MERCENARIES: PLAYGROUND OF DESTRUCTION
For: PlayStation 2, Xbox
Publisher: LucasArts
Developer: Pandemic
Essentially, Mercenaries is about blowing things up in communist Korea, blowing things up in mammoth pyrotechnic extravaganzas à la various incandescent Hollywood blockbusters. This is more compelling than blowing things up in, say, Ratchet and Clank: Up Your Arsenal because you're rewarded for doing well. For the mercenary character you control, it's about the money. Really for the average game player, it's about getting a pat on the back from your crew and the gangsters with whom you deal. In that sense, it's about community, and it's not that different from Jack Bauer in 24, or Charlotte in I Am Charlotte Simmons, for that matter. And that's what keeps you coming back (to get all the Koreans in a 52-card, Iraq-like deck): The fires down below, and that pat on the back, which goes to your head.
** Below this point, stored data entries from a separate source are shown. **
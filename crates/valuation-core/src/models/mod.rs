//! Domain models for the valuation report system.

mod layout;
mod report;
mod user;

pub use layout::*;
pub use report::*;
pub use user::*;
PRINCE OF PERSIA: WARRIOR WITHIN
For: GameCube, PC, Playstation 2, Xbox
Publisher: Ubisoft
Developer Ubisoft Montreal
POP begins with an excitingly beautiful blur of actionslashing sword fighting, lunkhead wraiths, the very hot Goth Shahdee fighting you in a strong bikini (à la Kelly Freas), and it's almost quicker than Depp in Pirates of the Caribbean. It slows as you practice running across walls, but then speeds up in a Back to the Future way. Moving between eras, back and forth in time, can be damn frustrating, but it just may be worth it since the game is so spiritually, unremittingly dark and occasionally depressing, more like Errol Flynn's autobiography My Wicked, Wicked Ways than his swashbuckling movies.
ALIEN HOMINID
For: PlayStation 2
Publisher: 0~3
Developer: The Behemoth
If Alien Hominid were an animated movie, it might be nominated for an Oscar. But this great achievement was ignored in the crass and seemingly fixed Spike TV game awards a few weeks ago. (How and why does Brooke Burke win over Judi Densch?) With low tech drawing à la South Park (and humor that's Bill Plympton-twisted), this side-scroller starring a plucky humanesque outsider does something only the roller coaster at Coney Island has done. It made me laugh at the same time I screamed bloody murder. While AH is dubbed an indie creation, it's really made by veterans of the industry. Still, it's about as indie as games get, which alone is a reason to support it.